=== Available data ===
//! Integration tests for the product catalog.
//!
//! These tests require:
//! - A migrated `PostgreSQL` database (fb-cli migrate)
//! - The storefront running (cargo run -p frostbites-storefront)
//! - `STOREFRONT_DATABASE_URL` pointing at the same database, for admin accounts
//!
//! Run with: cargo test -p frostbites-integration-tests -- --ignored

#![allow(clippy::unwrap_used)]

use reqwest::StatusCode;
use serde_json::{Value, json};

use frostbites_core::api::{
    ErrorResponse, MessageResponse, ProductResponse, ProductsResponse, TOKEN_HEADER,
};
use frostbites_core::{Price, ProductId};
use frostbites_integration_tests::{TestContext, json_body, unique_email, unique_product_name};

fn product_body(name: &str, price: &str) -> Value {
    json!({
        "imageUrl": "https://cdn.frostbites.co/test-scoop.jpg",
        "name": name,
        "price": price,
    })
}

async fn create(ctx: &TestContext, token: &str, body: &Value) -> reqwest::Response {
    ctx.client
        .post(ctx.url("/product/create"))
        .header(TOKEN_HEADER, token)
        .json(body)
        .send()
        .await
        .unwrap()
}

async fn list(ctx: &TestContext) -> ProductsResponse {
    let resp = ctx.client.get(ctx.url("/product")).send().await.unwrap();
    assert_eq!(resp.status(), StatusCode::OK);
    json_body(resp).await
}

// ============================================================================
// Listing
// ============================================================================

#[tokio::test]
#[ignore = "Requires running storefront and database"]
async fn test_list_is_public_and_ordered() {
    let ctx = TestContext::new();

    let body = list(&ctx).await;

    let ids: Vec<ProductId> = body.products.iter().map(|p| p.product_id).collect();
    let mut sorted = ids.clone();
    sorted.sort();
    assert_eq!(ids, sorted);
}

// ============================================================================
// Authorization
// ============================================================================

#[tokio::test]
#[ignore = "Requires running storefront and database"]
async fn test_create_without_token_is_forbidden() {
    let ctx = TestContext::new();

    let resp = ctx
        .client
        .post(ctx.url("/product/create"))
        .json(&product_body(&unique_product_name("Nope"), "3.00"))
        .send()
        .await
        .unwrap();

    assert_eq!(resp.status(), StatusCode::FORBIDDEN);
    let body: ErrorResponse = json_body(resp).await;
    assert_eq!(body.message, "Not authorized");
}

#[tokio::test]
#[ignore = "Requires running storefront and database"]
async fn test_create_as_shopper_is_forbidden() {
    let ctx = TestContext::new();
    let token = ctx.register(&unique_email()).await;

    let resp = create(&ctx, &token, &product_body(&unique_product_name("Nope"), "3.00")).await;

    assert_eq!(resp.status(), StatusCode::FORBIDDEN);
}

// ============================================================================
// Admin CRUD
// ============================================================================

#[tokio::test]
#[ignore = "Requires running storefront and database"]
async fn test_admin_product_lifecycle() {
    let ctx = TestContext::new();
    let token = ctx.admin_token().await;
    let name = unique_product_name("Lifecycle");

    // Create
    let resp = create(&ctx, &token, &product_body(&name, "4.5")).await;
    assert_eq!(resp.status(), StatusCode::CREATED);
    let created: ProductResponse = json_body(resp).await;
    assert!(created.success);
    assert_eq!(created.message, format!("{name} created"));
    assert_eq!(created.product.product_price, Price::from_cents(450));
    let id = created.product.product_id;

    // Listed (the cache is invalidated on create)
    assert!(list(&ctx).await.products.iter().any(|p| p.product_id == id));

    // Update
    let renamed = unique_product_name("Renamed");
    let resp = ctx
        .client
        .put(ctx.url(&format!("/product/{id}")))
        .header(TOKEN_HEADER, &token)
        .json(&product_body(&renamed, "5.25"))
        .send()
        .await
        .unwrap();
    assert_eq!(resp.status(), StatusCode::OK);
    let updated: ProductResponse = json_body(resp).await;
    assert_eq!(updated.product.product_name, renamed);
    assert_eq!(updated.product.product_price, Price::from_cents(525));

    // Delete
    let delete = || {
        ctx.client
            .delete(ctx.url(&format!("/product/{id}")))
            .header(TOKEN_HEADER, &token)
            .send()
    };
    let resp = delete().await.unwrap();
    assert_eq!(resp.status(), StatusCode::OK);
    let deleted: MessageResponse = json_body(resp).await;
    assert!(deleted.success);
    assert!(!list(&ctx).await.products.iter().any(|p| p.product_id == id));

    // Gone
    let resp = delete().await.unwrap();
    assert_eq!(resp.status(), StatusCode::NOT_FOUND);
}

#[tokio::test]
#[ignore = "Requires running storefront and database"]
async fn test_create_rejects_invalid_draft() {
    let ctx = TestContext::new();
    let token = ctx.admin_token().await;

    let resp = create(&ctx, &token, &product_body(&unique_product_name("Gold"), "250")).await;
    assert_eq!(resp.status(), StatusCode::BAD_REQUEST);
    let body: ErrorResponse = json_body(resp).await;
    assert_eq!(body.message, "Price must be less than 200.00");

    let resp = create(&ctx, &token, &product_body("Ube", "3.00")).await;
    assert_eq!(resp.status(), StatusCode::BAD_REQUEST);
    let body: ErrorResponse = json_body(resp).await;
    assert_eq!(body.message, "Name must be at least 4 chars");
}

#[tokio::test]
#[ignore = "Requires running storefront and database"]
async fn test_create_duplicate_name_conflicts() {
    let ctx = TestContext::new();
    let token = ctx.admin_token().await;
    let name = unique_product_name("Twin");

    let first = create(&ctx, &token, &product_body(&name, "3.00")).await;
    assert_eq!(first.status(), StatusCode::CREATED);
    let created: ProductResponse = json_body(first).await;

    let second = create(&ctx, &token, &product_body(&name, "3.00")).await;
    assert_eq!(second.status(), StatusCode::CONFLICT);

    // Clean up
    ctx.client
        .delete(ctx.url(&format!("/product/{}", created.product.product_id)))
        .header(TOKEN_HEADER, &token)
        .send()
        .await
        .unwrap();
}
===
## Problem details:
Repeat each record exactly, leaving nothing out.

## The answer:
//! Integration tests for the product catalog.
//!
//! These tests require:
//! - A migrated `PostgreSQL` database (fb-cli migrate)
//! - The storefront running (cargo run -p frostbites-storefront)
//! - `STOREFRONT_DATABASE_URL` pointing at the same database, for admin accounts
//!
//! Run with: cargo test -p frostbites-integration-tests -- --ignored

#![allow(clippy::unwrap_used)]

use reqwest::StatusCode;
use serde_json::{Value, json};

use frostbites_core::api::{
    ErrorResponse, MessageResponse, ProductResponse, ProductsResponse, TOKEN_HEADER,
};
use frostbites_core::{Price, ProductId};
use frostbites_integration_tests::{TestContext, json_body, unique_email, unique_product_name};

fn product_body(name: &str, price: &str) -> Value {
    json!({
        "imageUrl": "https://cdn.frostbites.co/test-scoop.jpg",
        "name": name,
        "price": price,
    })
}

async fn create(ctx: &TestContext, token: &str, body: &Value) -> reqwest::Response {
    ctx.client
        .post(ctx.url("/product/create"))
        .header(TOKEN_HEADER, token)
        .json(body)
        .send()
        .await
        .unwrap()
}

async fn list(ctx: &TestContext) -> ProductsResponse {
    let resp = ctx.client.get(ctx.url("/product")).send().await.unwrap();
    assert_eq!(resp.status(), StatusCode::OK);
    json_body(resp).await
}

// ============================================================================
// Listing
// ============================================================================

#[tokio::test]
#[ignore = "Requires running storefront and database"]
async fn test_list_is_public_and_ordered() {
    let ctx = TestContext::new();

    let body = list(&ctx).await;

    let ids: Vec<ProductId> = body.products.iter().map(|p| p.product_id).collect();
    let mut sorted = ids.clone();
    sorted.sort();
    assert_eq!(ids, sorted);
}

// ============================================================================
// Authorization
// ============================================================================

#[tokio::test]
#[ignore = "Requires running storefront and database"]
async fn test_create_without_token_is_forbidden() {
    let ctx = TestContext::new();

    let resp = ctx
        .client
        .post(ctx.url("/product/create"))
        .json(&product_body(&unique_product_name("Nope"), "3.00"))
        .send()
        .await
        .unwrap();

    assert_eq!(resp.status(), StatusCode::FORBIDDEN);
    let body: ErrorResponse = json_body(resp).await;
    assert_eq!(body.message, "Not authorized");
}

#[tokio::test]
#[ignore = "Requires running storefront and database"]
async fn test_create_as_shopper_is_forbidden() {
    let ctx = TestContext::new();
    let token = ctx.register(&unique_email()).await;

    let resp = create(&ctx, &token, &product_body(&unique_product_name("Nope"), "3.00")).await;

    assert_eq!(resp.status(), StatusCode::FORBIDDEN);
}

// ============================================================================
// Admin CRUD
// ============================================================================

#[tokio::test]
#[ignore = "Requires running storefront and database"]
async fn test_admin_product_lifecycle() {
    let ctx = TestContext::new();
    let token = ctx.admin_token().await;
    let name = unique_product_name("Lifecycle");

    // Create
    let resp = create(&ctx, &token, &product_body(&name, "4.5")).await;
    assert_eq!(resp.status(), StatusCode::CREATED);
    let created: ProductResponse = json_body(resp).await;
    assert!(created.success);
    assert_eq!(created.message, format!("{name} created"));
    assert_eq!(created.product.product_price, Price::from_cents(450));
    let id = created.product.product_id;

    // Listed (the cache is invalidated on create)
    assert!(list(&ctx).await.products.iter().any(|p| p.product_id == id));

    // Update
    let renamed = unique_product_name("Renamed");
    let resp = ctx
        .client
        .put(ctx.url(&format!("/product/{id}")))
        .header(TOKEN_HEADER, &token)
        .json(&product_body(&renamed, "5.25"))
        .send()
        .await
        .unwrap();
    assert_eq!(resp.status(), StatusCode::OK);
    let updated: ProductResponse = json_body(resp).await;
    assert_eq!(updated.product.product_name, renamed);
    assert_eq!(updated.product.product_price, Price::from_cents(525));

    // Delete
    let delete = || {
        ctx.client
            .delete(ctx.url(&format!("/product/{id}")))
            .header(TOKEN_HEADER, &token)
            .send()
    };
    let resp = delete().await.unwrap();
    assert_eq!(resp.status(), StatusCode::OK);
    let deleted: MessageResponse = json_body(resp).await;
    assert!(deleted.success);
    assert!(!list(&ctx).await.products.iter().any(|p| p.product_id == id));

    // Gone
    let resp = delete().await.unwrap();
    assert_eq!(resp.status(), StatusCode::NOT_FOUND);
}

#[tokio::test]
#[ignore = "Requires running storefront and database"]
async fn test_create_rejects_invalid_draft() {
    let ctx = TestContext::new();
    let token = ctx.admin_token().await;

    let resp = create(&ctx, &token, &product_body(&unique_product_name("Gold"), "250")).await;
    assert_eq!(resp.status(), StatusCode::BAD_REQUEST);
    let body: ErrorResponse = json_body(resp).await;
    assert_eq!(body.message, "Price must be less than 200.00");

    let resp = create(&ctx, &token, &product_body("Ube", "3.00")).await;
    assert_eq!(resp.status(), StatusCode::BAD_REQUEST);
    let body: ErrorResponse = json_body(resp).await;
    assert_eq!(body.message, "Name must be at least 4 chars");
}

#[tokio::test]
#[ignore = "Requires running storefront and database"]
async fn test_create_duplicate_name_conflicts() {
    let ctx = TestContext::new();
    let token = ctx.admin_token().await;
    let name = unique_product_name("Twin");

    let first = create(&ctx, &token, &product_body(&name, "3.00")).await;
    assert_eq!(first.status(), StatusCode::CREATED);
    let created: ProductResponse = json_body(first).await;

    let second = create(&ctx, &token, &product_body(&name, "3.00")).await;
    assert_eq!(second.status(), StatusCode::CONFLICT);

    // Clean up
    ctx.client
        .delete(ctx.url(&format!("/product/{}", created.product.product_id)))
        .header(TOKEN_HEADER, &token)
        .send()
        .await
        .unwrap();
}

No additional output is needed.